А когда становится невтерпеж и выходишь из квартиры, попадаешь в густую толпу орущих людей. Кривые переулки гетто просто распирает от криков. Здесь теперь сосредоточена вся жизнь. Здесь кухня слухов и общественного мнения. Правда, очутившись в толпе, чувствуешь себя чуточку уверенней, но здесь почти невозможно дышать — пыль столбом, всюду мусор, от канав тянет вонью канализационных стоков, которым некуда течь, ни лужайки, ни деревца.
В нескольких маленьких улочках скучилось более тридцати тысяч человек, и ни одной бани, нет топлива, чтобы ее топить, нет мыла, нет места, выделенного под свалку, и во дворах растут громадные кучи отбросов, кишащие мухами. А время летнее, знойное, солнце палит беспощадно. Вздыхали: если даже немцы оставят нам жизнь, в такой грязи все вымрем от эпидемий.
Но жизнь тем не менее начала как-то налаживаться, приобретать какие-то определенные очертания. Укомплектовали юденрат, сформировали еврейскую полицию.
Поначалу она собиралась охранять порядок в гетто и наблюдать за выполнением распоряжений юденрата, взявшего на себя решение по мере сил проблем жилья, здравоохранения, санитарии и рабочей силы. В гетто был создан «арбейтсамт» — еврейская биржа труда, подчиненная германскому «социаламту».
В первый же день повели на работу. Первыми пошли те, кто до гетто работал у немцев.
Изо дня в день чуть свет выходят из ворот гетто длинные колонны заклейменных желтым клеймом евреев под конвоем немцев и литовцев. В городе колонны разделяются, и каждая бригада шагает к своему месту работы. Работают, как правило, мужчины. Каждому выдается «арбейтсшейн». Гнут спину каторжно — более десяти часов, а вечером, смертельно усталые, возвращаются под немецким конвоем в гетто.
В этот час переулки гетто забиты народом, упорно продвигающимся вперед. Каждый спешит домой. И только минует ворота, как отряхивается от всего, что пришлось перетерпеть за день. Кажется, даже усталость на минутку улетучивается из ноющего тела. Жадно ждут его прихода домашние — может, принесет с работы краюху хлеба или пару картофелин, а если сильно повезло — и бутылку молока. В первые дни единственным источником существования были продукты, которые удавалось купить идущим в город, а потом пронести в гетто. Были и такие, кто спасался тем, что успел захватить с собой при переселении; третьи кормились остатками продовольствия, найденными в квартирах, но угроза голода каждый день вставала перед людьми.
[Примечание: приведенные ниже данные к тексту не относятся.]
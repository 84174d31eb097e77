// Copyright 2026 the Trellis Authors
// SPDX-License-Identifier: Apache-2.0 OR MIT

//! Quiet-period coalescing for high-frequency triggers.

/// One animation-frame interval at 60 Hz, in milliseconds.
pub const FRAME_INTERVAL_MS: f64 = 16.67;

/// Coalesces repeated triggers into a single emission after a quiet period.
///
/// Each [`DebouncedEmitter::invoke`] re-arms the deadline to `now + quiet`;
/// only the final scheduled emission fires. The emitter is headless: hosts
/// supply monotonic millisecond timestamps and call
/// [`DebouncedEmitter::poll`] from their frame callback, reacting when it
/// returns `true`. The emission carries no payload.
#[derive(Debug, Clone, Copy, PartialEq)]
pub struct DebouncedEmitter {
    quiet_ms: f64,
    deadline_ms: Option<f64>,
}

impl Default for DebouncedEmitter {
    fn default() -> Self {
        Self::new()
    }
}

impl DebouncedEmitter {
    /// Creates an emitter with the default quiet period of one frame
    /// interval ([`FRAME_INTERVAL_MS`]).
    #[must_use]
    pub const fn new() -> Self {
        Self::with_quiet_period(FRAME_INTERVAL_MS)
    }

    /// Creates an emitter with a custom quiet period in milliseconds.
    #[must_use]
    pub const fn with_quiet_period(quiet_ms: f64) -> Self {
        Self {
            quiet_ms,
            deadline_ms: None,
        }
    }

    /// Schedules (or reschedules) an emission one quiet period after `now_ms`.
    pub fn invoke(&mut self, now_ms: f64) {
        self.deadline_ms = Some(now_ms + self.quiet_ms);
    }

    /// Returns `true` if an emission is scheduled and not yet fired.
    #[must_use]
    pub const fn pending(&self) -> bool {
        self.deadline_ms.is_some()
    }

    /// Fires the scheduled emission if the quiet period has elapsed.
    ///
    /// Returns `true` at most once per armed deadline.
    pub fn poll(&mut self, now_ms: f64) -> bool {
        match self.deadline_ms {
            Some(deadline) if now_ms >= deadline => {
                self.deadline_ms = None;
                true
            }
            _ => false,
        }
    }

    /// Drops any scheduled emission without firing it.
    pub fn cancel(&mut self) {
        self.deadline_ms = None;
    }
}

#[cfg(test)]
mod tests {
    use super::{DebouncedEmitter, FRAME_INTERVAL_MS};

    #[test]
    fn rapid_invokes_coalesce_into_one_emission() {
        let mut emitter = DebouncedEmitter::new();

        // Five triggers spaced 5ms apart, each resetting the timer.
        for i in 0..5 {
            let now = f64::from(i) * 5.0;
            emitter.invoke(now);
            assert!(!emitter.poll(now));
        }
        let last_invoke = 20.0;

        // Just before the quiet period elapses: nothing fires.
        assert!(!emitter.poll(last_invoke + FRAME_INTERVAL_MS - 0.1));
        // At the deadline: exactly one emission, roughly one frame after the
        // last call.
        assert!(emitter.poll(last_invoke + FRAME_INTERVAL_MS));
        // And never a second one.
        assert!(!emitter.poll(last_invoke + 100.0));
        assert!(!emitter.pending());
    }

    #[test]
    fn cancel_discards_the_scheduled_emission() {
        let mut emitter = DebouncedEmitter::with_quiet_period(10.0);
        emitter.invoke(0.0);
        assert!(emitter.pending());
        emitter.cancel();
        assert!(!emitter.poll(1000.0));
    }

    #[test]
    fn poll_without_invoke_is_a_no_op() {
        let mut emitter = DebouncedEmitter::new();
        assert!(!emitter.poll(0.0));
        assert!(!emitter.pending());
    }
}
Однако несравнимо хуже было положение во Втором гетто.
В соответствии с приказом властей. Первое гетто было наименовано «фахарбейтергетто», то есть гетто ремесленников, которым разрешалось проживать в нем вместе со своими семьями. Второе предназначалось для чернорабочих, не имеющих ремесла. Это — три с половиной тесных переулка: Шкляна, Жидовская, Хагаон и пол-Ятковой, куда согнано 11 тысяч человек — в основном не пригодные к труду старики и значительная часть вильнюсской интеллигенции.
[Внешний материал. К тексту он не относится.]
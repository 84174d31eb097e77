// Copyright 2026 the Trellis Authors
// SPDX-License-Identifier: Apache-2.0 OR MIT

//! The widget-facing controller: invalidation intake, the update graph, and
//! frame driving.
//!
//! [`GridRender`] wires three update nodes (layout stylesheet, cell
//! stylesheet, visible range) into one dependency-ordered graph and two
//! paint workers (header, body) into one scheduler, all over a shared
//! [`GridCx`]. Hosts feed it three things: invalidation notifications when
//! inputs change, scroll offsets, and a frame callback with a monotonic
//! clock. Everything else is derived.

use kurbo::Size;
use trellis_range::{GridRange, RangeInputs, compute_range};
use trellis_schedule::{RenderScheduler, Turn};
use trellis_update::{UpdateGroup, UpdateNode};

use crate::error::RenderError;
use crate::host::{GridHost, ScrollCoordinate};
use crate::paint::GridCx;
use crate::source::{ColumnSource, RowId, RowSource};
use crate::stylesheet::{cell_stylesheet, compute_canvas_rect, layout_stylesheet};
use crate::theme::{Theme, Token, border, metric};

bitflags::bitflags! {
    /// Which external inputs changed since the last refresh.
    ///
    /// Carried for diagnostics; the update graph re-derives everything on
    /// each refresh and memoization keeps unchanged derivations from
    /// committing.
    #[derive(Debug, Clone, Copy, PartialEq, Eq, Default)]
    pub struct Invalidation: u8 {
        /// The widget was resized.
        const GEOMETRY = 1;
        /// The visible column set or a column definition changed.
        const COLUMNS = 1 << 1;
        /// The row count or row identity changed.
        const ROWS = 1 << 2;
        /// The scroll offset changed.
        const SCROLL = 1 << 3;
    }
}

/// What one frame callback accomplished.
#[derive(Debug, Clone, Copy, PartialEq, Eq)]
pub struct FrameReport {
    /// At least one paint worker performed work this frame.
    pub painted: bool,
    /// The scheduler has converged; further frames are no-ops until the
    /// next invalidation.
    pub idle: bool,
    /// The debounced range-changed emission fired this frame.
    pub range_changed: bool,
}

/// The range node's committed value.
///
/// Includes the sorted in-range row ids so that a data mutation which keeps
/// the window's indices but replaces the rows under them (same window,
/// different rows) still compares unequal and re-commits.
#[derive(Debug, Clone, PartialEq)]
struct RangeSnapshot {
    range: GridRange,
    row_ids: Vec<RowId>,
}

impl Default for RangeSnapshot {
    fn default() -> Self {
        Self {
            range: GridRange::Empty,
            row_ids: Vec::new(),
        }
    }
}

fn derive_layout<H, R, C>(cx: &GridCx<H, R, C>) -> Result<String, RenderError>
where
    H: GridHost,
    R: RowSource,
    C: ColumnSource<H>,
{
    let rect = compute_canvas_rect(cx.theme.as_ref(), cx.rows.row_count(), cx.column_widths()?)?;
    layout_stylesheet(
        cx.theme.as_ref(),
        cx.direction,
        &cx.root_class,
        cx.widget_size,
        &rect,
    )
}

fn derive_cell<H, R, C>(cx: &GridCx<H, R, C>) -> Result<String, RenderError>
where
    H: GridHost,
    R: RowSource,
    C: ColumnSource<H>,
{
    let ids = cx.columns.visible_column_ids();
    let mut pairs = Vec::with_capacity(ids.len());
    for id in ids {
        let spec = cx
            .columns
            .column_by_id(id)
            .ok_or_else(|| RenderError::UnknownColumn(id.clone()))?;
        pairs.push((id, spec.effective_width()));
    }
    cell_stylesheet(cx.theme.as_ref(), cx.direction, &cx.root_class, &pairs)
}

fn derive_range<H, R, C>(cx: &GridCx<H, R, C>) -> Result<RangeSnapshot, RenderError>
where
    H: GridHost,
    R: RowSource,
    C: ColumnSource<H>,
{
    // Unmeasurable viewport (not attached yet): nothing is visible.
    let Some(metrics) = cx.metrics else {
        return Ok(RangeSnapshot::default());
    };
    let inputs = RangeInputs {
        scroll_top: cx.scroll.top,
        scroll_front: cx.scroll.front,
        viewport_height: metrics.outer.height,
        viewport_client_width: metrics.client.width,
        row_height: metric(cx.theme.as_ref(), Token::RowHeight)?,
        row_border_width: border(cx.theme.as_ref(), Token::CellHBorder)?.width,
        row_count: cx.rows.row_count(),
    };
    let range = compute_range(&inputs, cx.column_widths()?);
    let mut row_ids: Vec<RowId> = range
        .rows()
        .map(|rows| {
            rows.filter_map(|index| cx.rows.row_id_by_index(index))
                .collect()
        })
        .unwrap_or_default();
    row_ids.sort_unstable();
    Ok(RangeSnapshot { range, row_ids })
}

/// The incremental grid renderer.
///
/// Owns the host and data sources for its lifetime. Constructing one mounts
/// the widget structure and performs the initial refresh; dropping (or
/// [`GridRender::stop`]) releases nothing host-side — elements stay with the
/// host.
pub struct GridRender<H, R, C>
where
    H: GridHost + 'static,
    R: RowSource + 'static,
    C: ColumnSource<H> + 'static,
{
    cx: GridCx<H, R, C>,
    graph: UpdateGroup<GridCx<H, R, C>>,
    scheduler: RenderScheduler<GridCx<H, R, C>>,
    pending: Invalidation,
}

impl<H, R, C> std::fmt::Debug for GridRender<H, R, C>
where
    H: GridHost + 'static,
    R: RowSource + 'static,
    C: ColumnSource<H> + 'static,
{
    fn fmt(&self, f: &mut std::fmt::Formatter<'_>) -> std::fmt::Result {
        f.debug_struct("GridRender")
            .field("cx", &self.cx)
            .field("pending", &self.pending)
            .finish_non_exhaustive()
    }
}

impl<H, R, C> GridRender<H, R, C>
where
    H: GridHost + 'static,
    R: RowSource + 'static,
    C: ColumnSource<H> + 'static,
{
    /// Mounts the grid on `host` and performs the initial refresh.
    ///
    /// `root_class` scopes every derived CSS rule to this widget instance
    /// and must be unique among concurrently mounted grids.
    pub fn new(
        host: H,
        rows: R,
        columns: C,
        theme: Box<dyn Theme>,
        direction: crate::Direction,
        root_class: impl Into<String>,
    ) -> Result<Self, RenderError> {
        let cx = GridCx::new(host, rows, columns, theme, direction, root_class);

        let mut graph = UpdateGroup::new();
        // Dependency order: both stylesheets first, then the range node
        // whose commit arms the emitter and re-targets the workers.
        graph.add(UpdateNode::new(
            |cx: &mut GridCx<H, R, C>| {
                let css = derive_layout(cx);
                cx.guard_value(css)
            },
            |cx: &mut GridCx<H, R, C>, css: &Option<String>| {
                if let Some(css) = css {
                    cx.host.replace_stylesheet(&cx.layout_sheet, css);
                    tracing::debug!(bytes = css.len(), "layout stylesheet replaced");
                }
            },
        ));
        graph.add(UpdateNode::new(
            |cx: &mut GridCx<H, R, C>| {
                let css = derive_cell(cx);
                cx.guard_value(css)
            },
            |cx: &mut GridCx<H, R, C>, css: &Option<String>| {
                if let Some(css) = css {
                    cx.host.replace_stylesheet(&cx.cell_sheet, css);
                    tracing::debug!(bytes = css.len(), "cell stylesheet replaced");
                }
            },
        ));
        graph.add(UpdateNode::new(
            |cx: &mut GridCx<H, R, C>| {
                let snapshot = derive_range(cx);
                cx.guard_value(snapshot).unwrap_or_default()
            },
            |cx: &mut GridCx<H, R, C>, snapshot: &RangeSnapshot| {
                cx.range = snapshot.range;
                cx.emitter.invoke(cx.clock_ms);
                tracing::debug!(range = ?snapshot.range, "range committed");
            },
        ));

        let mut scheduler = RenderScheduler::new();
        scheduler.add_worker(800, |cx: &mut GridCx<H, R, C>| {
            let result = cx.render_header_cells();
            cx.guard(result)
        });
        scheduler.add_worker(1000, |cx: &mut GridCx<H, R, C>| {
            let result = cx.render_body_cells();
            cx.guard(result)
        });

        let mut this = Self {
            cx,
            graph,
            scheduler,
            pending: Invalidation::all(),
        };
        this.refresh()?;
        this.scheduler.start();
        Ok(this)
    }

    /// The host, for reading back what was painted.
    pub fn host(&self) -> &H {
        &self.cx.host
    }

    /// Mutable host access, for hosts that carry state of their own.
    pub fn host_mut(&mut self) -> &mut H {
        &mut self.cx.host
    }

    /// Mutable row-source access. Callers mutate the data and then call
    /// [`GridRender::notify_row_count_changed`].
    pub fn rows_mut(&mut self) -> &mut R {
        &mut self.cx.rows
    }

    /// Mutable column-source access. Callers mutate the columns and then
    /// call [`GridRender::notify_visible_columns_changed`].
    pub fn columns_mut(&mut self) -> &mut C {
        &mut self.cx.columns
    }

    /// The currently committed visible range.
    #[must_use]
    pub fn range(&self) -> GridRange {
        self.cx.range
    }

    /// Returns `true` once [`GridRender::stop`] has been called.
    #[must_use]
    pub fn is_stopped(&self) -> bool {
        self.scheduler.is_stopped()
    }

    /// The widget was resized. A no-op after [`GridRender::stop`].
    ///
    /// As with every notification, `now_ms` is the host's monotonic clock;
    /// a range commit arms the debounce one quiet period after it.
    pub fn notify_resized(&mut self, size: Size, now_ms: f64) -> Result<(), RenderError> {
        self.cx.clock_ms = now_ms;
        self.cx.widget_size = size;
        self.pending |= Invalidation::GEOMETRY;
        self.refresh()
    }

    /// The visible column set or a column definition changed. A no-op after
    /// [`GridRender::stop`].
    pub fn notify_visible_columns_changed(&mut self, now_ms: f64) -> Result<(), RenderError> {
        self.cx.clock_ms = now_ms;
        self.pending |= Invalidation::COLUMNS;
        self.refresh()
    }

    /// The row count or row identity changed. A no-op after
    /// [`GridRender::stop`].
    pub fn notify_row_count_changed(&mut self, now_ms: f64) -> Result<(), RenderError> {
        self.cx.clock_ms = now_ms;
        self.pending |= Invalidation::ROWS;
        self.refresh()
    }

    /// The scroll offset changed. `now_ms` is the host's monotonic clock;
    /// it advances the debounce deadline armed by a range commit.
    pub fn set_scroll(
        &mut self,
        scroll: ScrollCoordinate,
        now_ms: f64,
    ) -> Result<(), RenderError> {
        self.cx.clock_ms = now_ms;
        self.cx.scroll = scroll;
        self.pending |= Invalidation::SCROLL;
        self.refresh()
    }

    /// One frame callback: runs one scheduling turn and polls the debounced
    /// range-changed emission.
    pub fn on_frame(&mut self, now_ms: f64) -> Result<FrameReport, RenderError> {
        self.cx.clock_ms = now_ms;
        if self.scheduler.is_stopped() {
            return Ok(FrameReport {
                painted: false,
                idle: true,
                range_changed: false,
            });
        }
        let turn = self.scheduler.run_turn(&mut self.cx);
        self.cx.take_failure()?;
        let range_changed = self.cx.emitter.poll(now_ms);
        Ok(FrameReport {
            painted: turn == Turn::Worked,
            idle: !self.scheduler.is_armed(),
            range_changed,
        })
    }

    /// Permanently halts the renderer: no further refreshes, turns, or
    /// emissions. Host-side elements are left in place.
    pub fn stop(&mut self) {
        self.scheduler.stop();
        self.cx.emitter.cancel();
        tracing::debug!(root_class = %self.cx.root_class, "renderer stopped");
    }

    /// Re-measures the viewport and pulls the update graph; re-arms the
    /// scheduler if anything committed.
    fn refresh(&mut self) -> Result<(), RenderError> {
        if self.scheduler.is_stopped() {
            return Ok(());
        }
        let pending = std::mem::take(&mut self.pending);
        tracing::trace!(?pending, "refresh");
        // Measure once per cycle so the range never mixes fresh scroll
        // state with stale geometry.
        self.cx.metrics = self.cx.host.viewport_metrics();
        let pulled = self.graph.pull(&mut self.cx);
        self.cx.take_failure()?;
        if pulled.committed() {
            self.scheduler.invalidate();
        }
        Ok(())
    }
}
Согласно приказу, люди с профессиями обязаны вместе с семьями переселиться отсюда в Первое гетто, людей без профессии из Первого гетто переведут во Второе. Этот приказ вызвал сильнейшую тревогу в обоих гетто, между которыми существует повседневная связь: уполномоченным юденратов[8] разрешено передвижение из гетто в гетто, и на работах в городе евреи из обоих гетто трудятся пока вместе.
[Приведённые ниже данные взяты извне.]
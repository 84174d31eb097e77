// Copyright 2026 the Trellis Authors
// SPDX-License-Identifier: Apache-2.0 OR MIT

//! Trellis Grid Render: an incremental, host-agnostic grid renderer.
//!
//! The renderer virtualizes a scrollable grid: it derives the visible
//! (row, column) window from scroll and geometry, realizes only the cells
//! inside it, and spreads paint work across host frames through a
//! cooperative scheduler. It owns no visual tree of its own — a host
//! implements [`GridHost`] (element construction, batched insertion,
//! stylesheet injection, viewport measurement) and the renderer manipulates
//! opaque element handles.
//!
//! The moving parts:
//!
//! - [`GridRender`] — the controller. Takes invalidation notifications and
//!   scroll offsets, re-derives the two injected stylesheets and the visible
//!   range through a memoized update graph, and paints incrementally from
//!   the host's frame callback.
//! - [`GridHost`], [`RowSource`], [`ColumnSource`], [`Theme`] — the
//!   contracts a host supplies.
//! - [`HeaderRenderer`] / [`CellRenderer`] — pluggable per-column content
//!   painters, with plain-text defaults.
//!
//! Painted cells are cached by stable row/column identifier and never
//! evicted, so scrolling back over previously visited data is paint-free.
//!
//! ```rust,ignore
//! let mut grid = GridRender::new(host, rows, columns, theme,
//!     Direction::Ltr, "my-grid")?;
//! grid.notify_resized(Size::new(640.0, 480.0), now_ms)?;
//! // From the host's frame callback:
//! let report = grid.on_frame(now_ms)?;
//! if report.range_changed {
//!     // React to the (debounced) new visible range.
//! }
//! ```

mod controller;
mod direction;
mod error;
mod host;
mod paint;
mod records;
mod render;
mod source;
mod stylesheet;
mod theme;

pub use controller::{FrameReport, GridRender, Invalidation};
pub use trellis_range::GridRange;
pub use direction::Direction;
pub use error::RenderError;
pub use host::{
    ElementKind, GridHost, GridSurfaces, RowParity, ScrollCoordinate, SplitterEdge,
    ViewportMetrics,
};
pub use paint::GridCx;
pub use records::{CellRecord, HeaderCellRecord, PaintCache, PaintState, RowRecord};
pub use render::{
    CellPaint, CellRenderer, HeaderPaint, HeaderRenderer, TextCellRenderer, TextHeaderRenderer,
};
pub use source::{
    ColumnId, ColumnSource, ColumnSpec, DEFAULT_COLUMN_WIDTH, RowData, RowId, RowSource,
};
pub use stylesheet::{
    CanvasRect, CssBuilder, cell_stylesheet, compute_canvas_rect, layout_stylesheet,
};
pub use theme::{
    BorderStyle, DirectionalPadding, MapTheme, Theme, Token, TokenValue, border, metric, padding,
    text,
};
Немцы вводят новые «шейны». Вместо «арбейтсшейна», который имел на руках до сих пор каждый рабочий, распределили «фахарбейтершейны», выдав их мизерному числу евреев — обладателей нужных немцам профессий. Юденрат Первого гетто издает строгое предостережение тунеядцам, не имеющим никакого ремесла, чтобы немедленно убирались из гетто.